Materials provided START

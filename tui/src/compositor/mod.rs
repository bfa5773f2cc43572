//! Layered Compositor
//!
//! Manages z-ordered layers for rendering. Every card on the wall gets its
//! own layer, as do the status line and the compose form. Layers can be
//! moved, resized and restacked independently.
//!
//! The compositor composites all visible layers into a final output buffer.

mod layer;

use std::collections::HashMap;

use ratatui::buffer::Buffer;
use ratatui::layout::Rect;

pub use layer::Layer;

/// Unique identifier for a layer
#[derive(Clone, Copy, Debug, PartialEq, Eq, Hash, PartialOrd, Ord)]
pub struct LayerId(u32);

/// The compositor manages all layers and composites them together
pub struct Compositor {
    /// All layers by ID
    layers: HashMap<LayerId, Layer>,
    /// Layers sorted by z-index for rendering
    render_order: Vec<LayerId>,
    /// Next layer ID to assign
    next_id: u32,
    /// Output buffer (composited result)
    output: Buffer,
    /// Total area
    area: Rect,
}

impl Compositor {
    /// Create a new compositor for the given area
    pub fn new(area: Rect) -> Self {
        Self {
            layers: HashMap::new(),
            render_order: Vec::new(),
            next_id: 0,
            output: Buffer::empty(area),
            area,
        }
    }

    /// Create a new layer and return its ID
    pub fn create_layer(&mut self, bounds: Rect, z_index: i32) -> LayerId {
        let id = LayerId(self.next_id);
        self.next_id += 1;

        let layer = Layer::new(id, bounds, z_index);
        self.layers.insert(id, layer);
        self.update_render_order();

        id
    }

    /// Remove a layer entirely
    pub fn remove_layer(&mut self, id: LayerId) -> bool {
        let removed = self.layers.remove(&id).is_some();
        if removed {
            self.render_order.retain(|other| *other != id);
        }
        removed
    }

    /// Number of layers
    #[must_use]
    pub fn len(&self) -> usize {
        self.layers.len()
    }

    /// Whether there are no layers
    #[must_use]
    pub fn is_empty(&self) -> bool {
        self.layers.is_empty()
    }

    /// Look up a layer
    #[must_use]
    pub fn layer(&self, id: LayerId) -> Option<&Layer> {
        self.layers.get(&id)
    }

    /// Get mutable access to a layer's buffer for rendering
    pub fn layer_buffer_mut(&mut self, id: LayerId) -> Option<&mut Buffer> {
        self.layers.get_mut(&id).map(|l| &mut l.buffer)
    }

    /// Set a layer's z-index
    pub fn set_z_index(&mut self, id: LayerId, z_index: i32) {
        if let Some(layer) = self.layers.get_mut(&id) {
            if layer.z_index != z_index {
                layer.z_index = z_index;
                self.update_render_order();
            }
        }
    }

    /// Move a layer to a new position
    pub fn move_layer(&mut self, id: LayerId, x: u16, y: u16) {
        if let Some(layer) = self.layers.get_mut(&id) {
            layer.bounds.x = x;
            layer.bounds.y = y;
        }
    }

    /// Resize a layer, clearing its contents when the size changes
    pub fn resize_layer(&mut self, id: LayerId, width: u16, height: u16) {
        if let Some(layer) = self.layers.get_mut(&id) {
            if layer.bounds.width == width && layer.bounds.height == height {
                return;
            }
            layer.bounds.width = width;
            layer.bounds.height = height;
            // Buffer uses origin coordinates
            layer.buffer = Buffer::empty(Rect::new(0, 0, width, height));
        }
    }

    /// Set layer visibility
    pub fn set_visible(&mut self, id: LayerId, visible: bool) {
        if let Some(layer) = self.layers.get_mut(&id) {
            layer.visible = visible;
        }
    }

    /// Make a layer cover everything beneath it
    pub fn set_opaque(&mut self, id: LayerId, opaque: bool) {
        if let Some(layer) = self.layers.get_mut(&id) {
            layer.opaque = opaque;
        }
    }

    /// Resize the entire compositor
    pub fn resize(&mut self, area: Rect) {
        self.area = area;
        self.output = Buffer::empty(area);
    }

    /// Composite all visible layers into the output buffer
    pub fn composite(&mut self) -> &Buffer {
        self.output.reset();

        // Back to front
        for id in &self.render_order {
            if let Some(layer) = self.layers.get(id) {
                if layer.visible {
                    Self::blit_layer(&mut self.output, &self.area, layer);
                }
            }
        }

        &self.output
    }

    /// Blit a layer onto the output buffer
    fn blit_layer(output: &mut Buffer, area: &Rect, layer: &Layer) {
        let lb = &layer.bounds;

        for ly in 0..lb.height {
            for lx in 0..lb.width {
                let (Some(dst_x), Some(dst_y)) = (lb.x.checked_add(lx), lb.y.checked_add(ly)) else {
                    continue;
                };
                if dst_x >= area.width || dst_y >= area.height {
                    continue;
                }

                let Some(src_cell) = layer.buffer.cell((lx, ly)) else {
                    continue;
                };

                // Transparent layers let spaces show through
                if layer.opaque || src_cell.symbol() != " " {
                    if let Some(dst) = output.cell_mut((dst_x, dst_y)) {
                        *dst = src_cell.clone();
                    }
                }
            }
        }
    }

    /// Find the topmost layer at a given position (for mouse events)
    #[must_use]
    pub fn layer_at(&self, x: u16, y: u16) -> Option<LayerId> {
        // Front to back
        for &id in self.render_order.iter().rev() {
            if let Some(layer) = self.layers.get(&id) {
                if layer.visible && layer.contains(x, y) {
                    return Some(id);
                }
            }
        }
        None
    }

    /// Update render order based on z-indices
    fn update_render_order(&mut self) {
        self.render_order = self.layers.keys().copied().collect();
        self.render_order.sort_by_key(|id| {
            (self.layers.get(id).map_or(0, |l| l.z_index), *id)
        });
    }
}

#[cfg(test)]
mod tests {
    use ratatui::style::Style;

    use super::*;

    #[test]
    fn test_layer_at_prefers_top() {
        let mut compositor = Compositor::new(Rect::new(0, 0, 40, 10));
        let low = compositor.create_layer(Rect::new(0, 0, 10, 5), 0);
        let high = compositor.create_layer(Rect::new(5, 2, 10, 5), 1);

        assert_eq!(compositor.layer_at(6, 3), Some(high));
        assert_eq!(compositor.layer_at(1, 1), Some(low));
        assert_eq!(compositor.layer_at(30, 9), None);

        compositor.set_z_index(low, 5);
        assert_eq!(compositor.layer_at(6, 3), Some(low));

        compositor.set_visible(low, false);
        assert_eq!(compositor.layer_at(6, 3), Some(high));
    }

    #[test]
    fn test_transparent_and_opaque_blit() {
        let mut compositor = Compositor::new(Rect::new(0, 0, 10, 1));
        let back = compositor.create_layer(Rect::new(0, 0, 10, 1), 0);
        let front = compositor.create_layer(Rect::new(0, 0, 10, 1), 1);

        compositor
            .layer_buffer_mut(back)
            .unwrap()
            .set_string(0, 0, "abcdefghij", Style::default());
        compositor
            .layer_buffer_mut(front)
            .unwrap()
            .set_string(0, 0, "X X", Style::default());

        let out = compositor.composite();
        assert_eq!(out.cell((0, 0)).unwrap().symbol(), "X");
        assert_eq!(out.cell((1, 0)).unwrap().symbol(), "b");

        compositor.set_opaque(front, true);
        let out = compositor.composite();
        assert_eq!(out.cell((1, 0)).unwrap().symbol(), " ");
        assert_eq!(out.cell((5, 0)).unwrap().symbol(), " ");
    }

    #[test]
    fn test_layers_clip_at_edge() {
        let mut compositor = Compositor::new(Rect::new(0, 0, 5, 2));
        let layer = compositor.create_layer(Rect::new(3, 1, 4, 3), 0);
        compositor
            .layer_buffer_mut(layer)
            .unwrap()
            .set_string(0, 0, "wxyz", Style::default());

        let out = compositor.composite();
        assert_eq!(out.cell((3, 1)).unwrap().symbol(), "w");
        assert_eq!(out.cell((4, 1)).unwrap().symbol(), "x");
    }

    #[test]
    fn test_remove_layer() {
        let mut compositor = Compositor::new(Rect::new(0, 0, 10, 10));
        let id = compositor.create_layer(Rect::new(0, 0, 3, 3), 0);
        assert!(compositor.remove_layer(id));
        assert!(!compositor.remove_layer(id));
        assert!(compositor.is_empty());
        assert_eq!(compositor.layer_at(1, 1), None);
    }
}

Materials provided END

Task prompt: Check every line above for the string "unwrap", and copy the ones that have it.

Answer area:
            .unwrap()
            .unwrap()
        assert_eq!(out.cell((0, 0)).unwrap().symbol(), "X");
        assert_eq!(out.cell((1, 0)).unwrap().symbol(), "b");
        assert_eq!(out.cell((1, 0)).unwrap().symbol(), " ");
        assert_eq!(out.cell((5, 0)).unwrap().symbol(), " ");
            .unwrap()
        assert_eq!(out.cell((3, 1)).unwrap().symbol(), "w");
        assert_eq!(out.cell((4, 1)).unwrap().symbol(), "x");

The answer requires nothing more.